(What is needed): Below are some records; return each one exactly.

(Saved data entries)
————
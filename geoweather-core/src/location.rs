//! Where the device is.
//!
//! A [`LocationProvider`] answers two questions in order: may we read the
//! position, and if so, what is it. [`FixedLocation`] serves a configured
//! coordinate; [`IpLocation`] approximates the position from the public IP
//! address.

use async_trait::async_trait;
use reqwest::Client;
use serde::Deserialize;
use std::{fmt::Debug, sync::Arc, time::Duration};
use tracing::{debug, info};

use crate::{
    error::LocationError,
    model::Coordinate,
};

pub const DEFAULT_IP_ENDPOINT: &str = "http://ip-api.com/json";

#[derive(Debug, Clone, Copy, PartialEq, Eq)]
pub enum Permission {
    Granted,
    Denied,
}

impl From<bool> for Permission {
    fn from(granted: bool) -> Self {
        if granted { Permission::Granted } else { Permission::Denied }
    }
}

#[async_trait]
pub trait LocationProvider: Send + Sync + Debug {
    /// Ask for foreground access. May suspend until the user answers.
    async fn request_permission(&self) -> Result<Permission, LocationError>;

    /// A single fix at the provider's highest precision.
    async fn current_position(&self) -> Result<Coordinate, LocationError>;
}

#[async_trait]
impl<T: LocationProvider + ?Sized> LocationProvider for Arc<T> {
    async fn request_permission(&self) -> Result<Permission, LocationError> {
        (**self).request_permission().await
    }

    async fn current_position(&self) -> Result<Coordinate, LocationError> {
        (**self).current_position().await
    }
}

/// Always-granted provider returning one configured coordinate.
#[derive(Debug, Clone)]
pub struct FixedLocation {
    coordinate: Coordinate,
}

impl FixedLocation {
    pub fn new(coordinate: Coordinate) -> Self {
        Self { coordinate }
    }
}

#[async_trait]
impl LocationProvider for FixedLocation {
    async fn request_permission(&self) -> Result<Permission, LocationError> {
        Ok(Permission::Granted)
    }

    async fn current_position(&self) -> Result<Coordinate, LocationError> {
        Ok(self.coordinate)
    }
}

/// Approximate position from an ip-api.com compatible endpoint.
/// City-level at best.
#[derive(Debug, Clone)]
pub struct IpLocation {
    endpoint: String,
    http: Client,
}

impl IpLocation {
    pub fn new(timeout: Duration) -> Result<Self, LocationError> {
        Self::with_endpoint(DEFAULT_IP_ENDPOINT, timeout)
    }

    pub fn with_endpoint(endpoint: impl Into<String>, timeout: Duration) -> Result<Self, LocationError> {
        let http = Client::builder().timeout(timeout).build()?;
        Ok(Self { endpoint: endpoint.into(), http })
    }
}

#[derive(Debug, Deserialize)]
struct IpApiResponse {
    status: String,
    message: Option<String>,
    lat: Option<f64>,
    lon: Option<f64>,
}

#[async_trait]
impl LocationProvider for IpLocation {
    async fn request_permission(&self) -> Result<Permission, LocationError> {
        Ok(Permission::Granted)
    }

    async fn current_position(&self) -> Result<Coordinate, LocationError> {
        debug!(endpoint = %self.endpoint, "Requesting IP geolocation");

        let parsed: IpApiResponse = self
            .http
            .get(&self.endpoint)
            .send()
            .await?
            .error_for_status()?
            .json()
            .await?;

        if parsed.status != "success" {
            let reason = parsed.message.unwrap_or_else(|| parsed.status.clone());
            return Err(LocationError::Unavailable(reason));
        }

        match (parsed.lat, parsed.lon) {
            (Some(lat), Some(lon)) => {
                info!("Geolocation successful - ({}, {})", lat, lon);
                Ok(Coordinate::new(lat, lon))
            }
            _ => Err(LocationError::Unavailable(
                "geolocation answer carried no coordinates".to_string(),
            )),
        }
    }
}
————
(Response):
filename geoweather-core/src/location.rs
//! Where the device is.
//!
//! A [`LocationProvider`] answers two questions in order: may we read the
//! position, and if so, what is it. [`FixedLocation`] serves a configured
//! coordinate; [`IpLocation`] approximates the position from the public IP
//! address.

use async_trait::async_trait;
use reqwest::Client;
use serde::Deserialize;
use std::{fmt::Debug, sync::Arc, time::Duration};
use tracing::{debug, info};

use crate::{
    error::LocationError,
    model::Coordinate,
};

pub const DEFAULT_IP_ENDPOINT: &str = "http://ip-api.com/json";

#[derive(Debug, Clone, Copy, PartialEq, Eq)]
pub enum Permission {
    Granted,
    Denied,
}

impl From<bool> for Permission {
    fn from(granted: bool) -> Self {
        if granted { Permission::Granted } else { Permission::Denied }
    }
}

#[async_trait]
pub trait LocationProvider: Send + Sync + Debug {
    /// Ask for foreground access. May suspend until the user answers.
    async fn request_permission(&self) -> Result<Permission, LocationError>;

    /// A single fix at the provider's highest precision.
    async fn current_position(&self) -> Result<Coordinate, LocationError>;
}

#[async_trait]
impl<T: LocationProvider + ?Sized> LocationProvider for Arc<T> {
    async fn request_permission(&self) -> Result<Permission, LocationError> {
        (**self).request_permission().await
    }

    async fn current_position(&self) -> Result<Coordinate, LocationError> {
        (**self).current_position().await
    }
}

/// Always-granted provider returning one configured coordinate.
#[derive(Debug, Clone)]
pub struct FixedLocation {
    coordinate: Coordinate,
}

impl FixedLocation {
    pub fn new(coordinate: Coordinate) -> Self {
        Self { coordinate }
    }
}

#[async_trait]
impl LocationProvider for FixedLocation {
    async fn request_permission(&self) -> Result<Permission, LocationError> {
        Ok(Permission::Granted)
    }

    async fn current_position(&self) -> Result<Coordinate, LocationError> {
        Ok(self.coordinate)
    }
}

/// Approximate position from an ip-api.com compatible endpoint.
/// City-level at best.
#[derive(Debug, Clone)]
pub struct IpLocation {
    endpoint: String,
    http: Client,
}

impl IpLocation {
    pub fn new(timeout: Duration) -> Result<Self, LocationError> {
        Self::with_endpoint(DEFAULT_IP_ENDPOINT, timeout)
    }

    pub fn with_endpoint(endpoint: impl Into<String>, timeout: Duration) -> Result<Self, LocationError> {
        let http = Client::builder().timeout(timeout).build()?;
        Ok(Self { endpoint: endpoint.into(), http })
    }
}

#[derive(Debug, Deserialize)]
struct IpApiResponse {
    status: String,
    message: Option<String>,
    lat: Option<f64>,
    lon: Option<f64>,
}

#[async_trait]
impl LocationProvider for IpLocation {
    async fn request_permission(&self) -> Result<Permission, LocationError> {
        Ok(Permission::Granted)
    }

    async fn current_position(&self) -> Result<Coordinate, LocationError> {
        debug!(endpoint = %self.endpoint, "Requesting IP geolocation");

        let parsed: IpApiResponse = self
            .http
            .get(&self.endpoint)
            .send()
            .await?
            .error_for_status()?
            .json()
            .await?;

        if parsed.status != "success" {
            let reason = parsed.message.unwrap_or_else(|| parsed.status.clone());
            return Err(LocationError::Unavailable(reason));
        }

        match (parsed.lat, parsed.lon) {
            (Some(lat), Some(lon)) => {
                info!("Geolocation successful - ({}, {})", lat, lon);
                Ok(Coordinate::new(lat, lon))
            }
            _ => Err(LocationError::Unavailable(
                "geolocation answer carried no coordinates".to_string(),
            )),
        }
    }
}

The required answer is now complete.